IWF senkt Prognosen für Weltwirtschaft
Die blockierte Strasse von Hormus treibt Energiepreise in die Höhe – und zwingt den Internationalen Währungsfonds zu einer düsteren Neubewertung.

Das Wichtigste in Kürze
- Die Blockade von Hormus und hohe Energiepreise sorgen für schlechtere Wachstumsprognosen.
- Im schlimmsten Fall droht der Weltwirtschaft mit rund zwei Prozent Wachstum eine Rezession
- Der IWF warnt vor Alleingängen und fordert gezielte, zeitlich begrenzte Massnahmen.
Noch zu Jahresbeginn schien eine vorsichtige wirtschaftliche Stabilisierung in Reichweite. Sinkende Inflation, moderate Zinspolitik, neue Investitionen in Technologie – Ökonomen weltweit sahen Anzeichen einer Erholung. Dann eskalierte der Krieg im Nahen Osten. Seit dem Angriff der USA und Israels auf den Iran zeigen Energiepreise und Konjunkturindikatoren jedoch plötzlich deutlich nach unten. Selbst eine globale Rezession ist nicht mehr ausgeschlossen.
Der Internationale Währungsfonds (IWF) schreibt anlässlich seines neuesten Ausblicks deshalb: «Erneut droht die Weltwirtschaft aus der Bahn zu geraten." Waren es vergangenes Jahr noch «höhere Handelsbarrieren und verstärkte Unsicherheit» – eine mildernde Umschreibung für die Zollpolitik von US-Präsident Donald Trump – belasten jetzt das eingebrochene Angebot von Rohstoffen infolge der blockierten Strasse von Hormus und die Unsicherheit durch den Krieg.
Alle Szenarien schlechter als erwartet
In seinem neuen «World Economic Outlook» arbeitet der IWF mit drei Szenarien – und alle fallen schlechter aus als noch vor wenigen Monaten erwartet. Im günstigsten Fall, einer raschen Deeskalation mit abklingenden wirtschaftlichen Störungen bis Mitte 2026, wächst die Weltwirtschaft im laufenden Jahr um 3,1 Prozent.
Das sind 0,3 Prozentpunkte weniger als bisher prognostiziert – ein Rückgang der globalen Wirtschaftsleistung um rund 322 Milliarden Franken gegenüber früheren Erwartungen.
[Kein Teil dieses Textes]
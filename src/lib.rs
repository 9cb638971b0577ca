//! V3s board crate
//!
//! 整合板级支持与 TF 卡驱动：
//! - bsp: 板级启动、中断、tick、看门狗、TF 卡 host 驱动与热插拔监控
//! - mmc: 总线层类型与 host 接口
//! - dfs: 挂载接口

#![cfg_attr(not(test), no_std)]

extern crate alloc;

use alloc::sync::Arc;

use axerrno::AxResult;
use bsp::{BoardOps, HostState, IrqTable, SunxiMmc, TfConfig, TfEnv};

pub use bsp;
pub use dfs;
pub use mmc;

/// 全局中断向量表，中断入口经此分发
pub static IRQ_TABLE: IrqTable = IrqTable::new();

/// 启动完成后的板级上下文
pub struct V3sBoard<C: SunxiMmc> {
    /// SDC0 host 状态（错误计数、在位、时钟）
    pub tf: Arc<HostState<C>>,
}

impl<C: SunxiMmc> V3sBoard<C> {
    pub fn tf(&self) -> &HostState<C> {
        &self.tf
    }
}

/// 板级启动后注册 TF 卡驱动
///
/// `board_init` 失败时不注册 TF 卡；TF 卡注册失败时板级部分已完成，错误原样返回。
pub fn bring_up<C, P>(
    board: &dyn BoardOps,
    irqs: &IrqTable,
    heap_begin: usize,
    env: TfEnv<'_>,
    cfg: &TfConfig,
    probe: P,
) -> AxResult<V3sBoard<C>>
where
    C: SunxiMmc + 'static,
    P: FnOnce(u32) -> Option<C>,
{
    bsp::board_init(board, irqs, heap_begin)?;
    let tf = bsp::tf_init(env, cfg, probe).map_err(|e| {
        log::error!(target: "v3s_board", "tf init failed: {:?}", e);
        e
    })?;
    log::info!(
        target: "v3s_board",
        "bring-up done, sd{} {}",
        cfg.sdc_no,
        if tf.is_present() { "present" } else { "absent" }
    );
    Ok(V3sBoard { tf })
}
Hält der Ölpreis sein hohes Niveau, könnte das Wachstum auf 2,5 Prozent sinken. Im schlimmsten Szenario – dauerhaft hohe Energiepreise, anhaltende Versorgungsengpässe – wären noch rund zwei Prozent möglich. Nach IWF-Definition käme das einer weltweiten Rezession gleich.
Öl über 100 Dollar – und die Strasse von Hormus als Nadelöhr
Im Zentrum der Unsicherheit steht der Energiemarkt. Der Ölpreis stieg infolge des Konflikts zeitweise auf über 100 US-Dollar pro Barrel.
Besonders kritisch: die Strasse von Hormus, eine der wichtigsten globalen Transportrouten für Öl und Gas, ist blockiert. Das treibt nicht nur die Spritpreise, sondern über Transport-, Produktions- und Lebensmittelkosten auch die Inflation insgesamt in die Höhe.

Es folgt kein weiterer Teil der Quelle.